Say how many lines in the records contain "const". The reply must consist of the number alone.

++++ Provided data

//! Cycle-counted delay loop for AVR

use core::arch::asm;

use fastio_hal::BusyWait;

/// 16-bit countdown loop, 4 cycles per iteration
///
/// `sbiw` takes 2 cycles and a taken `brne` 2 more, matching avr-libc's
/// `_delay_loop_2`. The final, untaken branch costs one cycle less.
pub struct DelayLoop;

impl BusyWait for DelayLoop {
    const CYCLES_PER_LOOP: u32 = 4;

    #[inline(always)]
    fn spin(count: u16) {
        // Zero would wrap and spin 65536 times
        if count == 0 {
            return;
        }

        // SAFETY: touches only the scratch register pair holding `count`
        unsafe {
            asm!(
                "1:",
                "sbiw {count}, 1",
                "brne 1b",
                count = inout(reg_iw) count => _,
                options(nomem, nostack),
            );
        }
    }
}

++++++++
++++ Provided data

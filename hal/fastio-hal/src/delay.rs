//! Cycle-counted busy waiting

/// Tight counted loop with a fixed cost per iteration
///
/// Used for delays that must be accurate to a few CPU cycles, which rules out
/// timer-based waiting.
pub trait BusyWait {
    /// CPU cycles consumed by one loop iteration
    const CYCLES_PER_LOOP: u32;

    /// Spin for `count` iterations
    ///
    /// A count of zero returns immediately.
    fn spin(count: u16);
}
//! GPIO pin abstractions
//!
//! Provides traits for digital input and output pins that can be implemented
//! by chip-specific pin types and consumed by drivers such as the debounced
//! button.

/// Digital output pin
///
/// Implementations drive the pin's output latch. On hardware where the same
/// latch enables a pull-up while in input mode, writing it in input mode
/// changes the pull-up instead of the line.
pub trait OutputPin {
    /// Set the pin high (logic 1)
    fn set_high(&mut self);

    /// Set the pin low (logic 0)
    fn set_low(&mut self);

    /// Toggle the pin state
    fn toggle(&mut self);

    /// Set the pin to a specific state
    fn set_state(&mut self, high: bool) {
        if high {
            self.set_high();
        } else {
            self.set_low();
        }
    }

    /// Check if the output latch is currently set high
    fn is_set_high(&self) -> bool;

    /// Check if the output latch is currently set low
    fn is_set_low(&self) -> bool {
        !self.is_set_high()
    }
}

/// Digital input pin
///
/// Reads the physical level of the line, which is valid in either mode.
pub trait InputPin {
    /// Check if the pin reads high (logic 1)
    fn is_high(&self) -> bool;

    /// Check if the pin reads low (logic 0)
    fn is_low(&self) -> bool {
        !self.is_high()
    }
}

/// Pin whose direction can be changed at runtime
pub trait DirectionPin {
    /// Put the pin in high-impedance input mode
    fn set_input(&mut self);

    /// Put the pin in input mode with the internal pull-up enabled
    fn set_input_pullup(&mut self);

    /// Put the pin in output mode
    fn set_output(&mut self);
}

++++++++
++++ Provided data

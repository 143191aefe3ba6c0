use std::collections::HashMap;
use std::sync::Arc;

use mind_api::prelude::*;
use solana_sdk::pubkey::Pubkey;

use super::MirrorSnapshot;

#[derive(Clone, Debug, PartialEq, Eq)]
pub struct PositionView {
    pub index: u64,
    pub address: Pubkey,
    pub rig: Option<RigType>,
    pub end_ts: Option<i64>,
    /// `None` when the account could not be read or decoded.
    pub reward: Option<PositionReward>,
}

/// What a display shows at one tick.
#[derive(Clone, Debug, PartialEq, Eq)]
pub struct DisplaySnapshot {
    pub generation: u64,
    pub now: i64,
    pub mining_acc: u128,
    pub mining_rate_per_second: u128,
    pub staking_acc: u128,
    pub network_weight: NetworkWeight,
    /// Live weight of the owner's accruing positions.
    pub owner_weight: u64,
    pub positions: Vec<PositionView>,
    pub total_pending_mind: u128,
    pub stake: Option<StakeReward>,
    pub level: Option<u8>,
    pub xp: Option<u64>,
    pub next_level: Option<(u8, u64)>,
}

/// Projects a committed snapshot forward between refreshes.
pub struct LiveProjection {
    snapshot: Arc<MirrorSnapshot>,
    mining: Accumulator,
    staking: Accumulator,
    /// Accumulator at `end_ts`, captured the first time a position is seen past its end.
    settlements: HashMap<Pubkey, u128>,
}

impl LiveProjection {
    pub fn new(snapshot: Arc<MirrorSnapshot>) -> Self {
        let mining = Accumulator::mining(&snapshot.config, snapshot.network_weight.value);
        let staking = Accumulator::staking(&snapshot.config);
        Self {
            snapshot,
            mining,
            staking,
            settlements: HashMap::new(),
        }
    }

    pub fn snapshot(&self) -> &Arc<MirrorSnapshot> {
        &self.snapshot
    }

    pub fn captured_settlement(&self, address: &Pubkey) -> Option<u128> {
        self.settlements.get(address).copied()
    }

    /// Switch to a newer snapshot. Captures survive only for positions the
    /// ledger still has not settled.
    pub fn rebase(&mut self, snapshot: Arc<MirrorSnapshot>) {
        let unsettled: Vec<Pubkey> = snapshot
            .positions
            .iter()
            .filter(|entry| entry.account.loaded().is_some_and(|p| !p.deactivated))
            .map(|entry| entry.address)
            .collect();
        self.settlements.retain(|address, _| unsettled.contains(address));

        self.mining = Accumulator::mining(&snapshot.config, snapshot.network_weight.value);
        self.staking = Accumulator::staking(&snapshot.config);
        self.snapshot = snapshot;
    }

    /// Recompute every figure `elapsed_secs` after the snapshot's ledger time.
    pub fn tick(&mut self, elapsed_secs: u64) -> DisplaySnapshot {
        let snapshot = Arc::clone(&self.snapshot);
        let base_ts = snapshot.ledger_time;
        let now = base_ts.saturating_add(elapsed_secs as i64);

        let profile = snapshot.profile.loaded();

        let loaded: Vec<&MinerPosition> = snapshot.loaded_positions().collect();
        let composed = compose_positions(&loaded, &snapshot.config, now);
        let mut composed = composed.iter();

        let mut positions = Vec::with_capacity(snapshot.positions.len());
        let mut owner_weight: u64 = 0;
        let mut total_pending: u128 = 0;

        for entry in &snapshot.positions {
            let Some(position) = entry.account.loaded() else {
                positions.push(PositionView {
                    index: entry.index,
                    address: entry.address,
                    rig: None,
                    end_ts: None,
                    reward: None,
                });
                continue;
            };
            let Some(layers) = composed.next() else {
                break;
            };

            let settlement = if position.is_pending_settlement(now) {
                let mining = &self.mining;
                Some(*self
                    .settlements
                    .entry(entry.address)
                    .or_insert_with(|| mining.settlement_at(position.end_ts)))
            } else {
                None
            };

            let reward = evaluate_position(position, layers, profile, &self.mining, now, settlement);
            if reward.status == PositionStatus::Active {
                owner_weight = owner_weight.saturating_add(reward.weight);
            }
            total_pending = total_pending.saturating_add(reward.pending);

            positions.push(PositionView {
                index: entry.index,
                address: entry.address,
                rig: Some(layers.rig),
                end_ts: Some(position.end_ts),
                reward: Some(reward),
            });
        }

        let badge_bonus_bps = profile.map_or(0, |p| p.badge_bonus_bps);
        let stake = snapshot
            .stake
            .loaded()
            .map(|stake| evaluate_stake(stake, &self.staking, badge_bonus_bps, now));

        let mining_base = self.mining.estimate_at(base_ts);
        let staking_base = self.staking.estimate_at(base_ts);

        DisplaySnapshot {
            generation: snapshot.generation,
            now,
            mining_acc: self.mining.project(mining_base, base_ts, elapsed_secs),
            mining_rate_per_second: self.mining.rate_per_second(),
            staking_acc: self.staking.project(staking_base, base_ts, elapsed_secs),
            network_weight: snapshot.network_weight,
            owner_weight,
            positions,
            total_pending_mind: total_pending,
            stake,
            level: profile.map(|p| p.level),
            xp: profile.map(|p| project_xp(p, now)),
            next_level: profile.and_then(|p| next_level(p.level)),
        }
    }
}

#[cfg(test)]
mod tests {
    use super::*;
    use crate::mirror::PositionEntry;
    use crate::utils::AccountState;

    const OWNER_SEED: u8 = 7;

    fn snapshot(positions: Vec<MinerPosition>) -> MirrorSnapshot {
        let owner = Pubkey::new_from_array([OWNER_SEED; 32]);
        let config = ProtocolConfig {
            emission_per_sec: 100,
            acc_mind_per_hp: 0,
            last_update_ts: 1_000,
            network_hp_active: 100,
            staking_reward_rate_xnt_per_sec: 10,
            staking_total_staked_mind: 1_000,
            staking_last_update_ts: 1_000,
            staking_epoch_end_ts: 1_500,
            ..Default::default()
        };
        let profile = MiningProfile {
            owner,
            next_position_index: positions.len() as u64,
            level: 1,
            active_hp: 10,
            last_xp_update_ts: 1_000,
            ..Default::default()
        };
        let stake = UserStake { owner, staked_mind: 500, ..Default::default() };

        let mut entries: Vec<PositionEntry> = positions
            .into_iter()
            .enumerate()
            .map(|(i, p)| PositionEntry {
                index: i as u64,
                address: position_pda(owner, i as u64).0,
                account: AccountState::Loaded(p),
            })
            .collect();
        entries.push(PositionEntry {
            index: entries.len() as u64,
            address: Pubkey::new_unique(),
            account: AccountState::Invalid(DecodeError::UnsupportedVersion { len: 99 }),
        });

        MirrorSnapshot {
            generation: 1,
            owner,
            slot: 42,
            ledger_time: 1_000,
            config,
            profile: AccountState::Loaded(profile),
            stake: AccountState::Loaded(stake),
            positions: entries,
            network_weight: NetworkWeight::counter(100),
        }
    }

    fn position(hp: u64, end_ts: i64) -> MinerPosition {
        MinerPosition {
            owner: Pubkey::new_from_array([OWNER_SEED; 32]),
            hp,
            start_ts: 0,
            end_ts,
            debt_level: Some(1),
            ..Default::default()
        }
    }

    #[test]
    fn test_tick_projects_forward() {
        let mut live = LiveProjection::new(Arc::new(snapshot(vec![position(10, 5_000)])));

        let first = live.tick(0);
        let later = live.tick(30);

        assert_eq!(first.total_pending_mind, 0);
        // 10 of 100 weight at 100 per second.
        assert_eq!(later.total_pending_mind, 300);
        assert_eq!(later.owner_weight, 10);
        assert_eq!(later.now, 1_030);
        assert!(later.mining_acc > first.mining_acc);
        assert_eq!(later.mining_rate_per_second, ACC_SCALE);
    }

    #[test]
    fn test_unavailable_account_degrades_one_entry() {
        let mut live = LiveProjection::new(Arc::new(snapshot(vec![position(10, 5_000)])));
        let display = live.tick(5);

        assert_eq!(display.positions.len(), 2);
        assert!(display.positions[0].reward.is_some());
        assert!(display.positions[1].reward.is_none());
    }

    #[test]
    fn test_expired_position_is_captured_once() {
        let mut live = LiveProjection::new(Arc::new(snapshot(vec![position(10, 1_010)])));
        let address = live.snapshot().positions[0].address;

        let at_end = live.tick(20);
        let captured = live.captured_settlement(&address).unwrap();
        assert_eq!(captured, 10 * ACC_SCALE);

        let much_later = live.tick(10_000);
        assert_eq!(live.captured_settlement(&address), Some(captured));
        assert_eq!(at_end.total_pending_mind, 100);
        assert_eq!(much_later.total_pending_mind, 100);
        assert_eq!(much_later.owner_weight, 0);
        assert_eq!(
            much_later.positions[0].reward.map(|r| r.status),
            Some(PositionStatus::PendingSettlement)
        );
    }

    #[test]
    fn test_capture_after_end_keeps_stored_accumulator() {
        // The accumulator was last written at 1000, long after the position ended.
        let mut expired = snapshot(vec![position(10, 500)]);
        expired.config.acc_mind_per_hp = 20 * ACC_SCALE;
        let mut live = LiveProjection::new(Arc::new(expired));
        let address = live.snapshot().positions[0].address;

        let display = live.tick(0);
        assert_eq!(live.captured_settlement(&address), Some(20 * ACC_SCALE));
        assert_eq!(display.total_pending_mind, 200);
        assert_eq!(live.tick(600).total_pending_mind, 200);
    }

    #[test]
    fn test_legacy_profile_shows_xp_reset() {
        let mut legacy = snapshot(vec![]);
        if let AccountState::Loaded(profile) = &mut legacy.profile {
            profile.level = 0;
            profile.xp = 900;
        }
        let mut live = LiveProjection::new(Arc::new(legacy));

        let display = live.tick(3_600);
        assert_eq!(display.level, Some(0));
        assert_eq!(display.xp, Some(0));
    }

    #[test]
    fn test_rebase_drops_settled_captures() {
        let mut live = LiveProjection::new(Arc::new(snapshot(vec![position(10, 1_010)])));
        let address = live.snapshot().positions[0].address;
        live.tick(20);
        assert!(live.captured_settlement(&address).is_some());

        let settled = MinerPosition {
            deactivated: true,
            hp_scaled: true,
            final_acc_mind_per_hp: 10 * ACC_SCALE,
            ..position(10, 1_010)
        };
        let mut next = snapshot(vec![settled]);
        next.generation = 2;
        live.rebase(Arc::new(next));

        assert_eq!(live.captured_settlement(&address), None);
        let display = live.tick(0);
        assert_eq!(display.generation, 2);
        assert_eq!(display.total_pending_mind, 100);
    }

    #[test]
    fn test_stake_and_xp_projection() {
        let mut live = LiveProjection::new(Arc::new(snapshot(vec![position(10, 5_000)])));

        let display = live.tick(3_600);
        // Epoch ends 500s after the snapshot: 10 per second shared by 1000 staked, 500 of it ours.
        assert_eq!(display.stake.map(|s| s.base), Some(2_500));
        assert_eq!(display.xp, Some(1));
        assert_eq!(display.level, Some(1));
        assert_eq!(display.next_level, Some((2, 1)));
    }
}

++++++++

## Answer to this exercise
3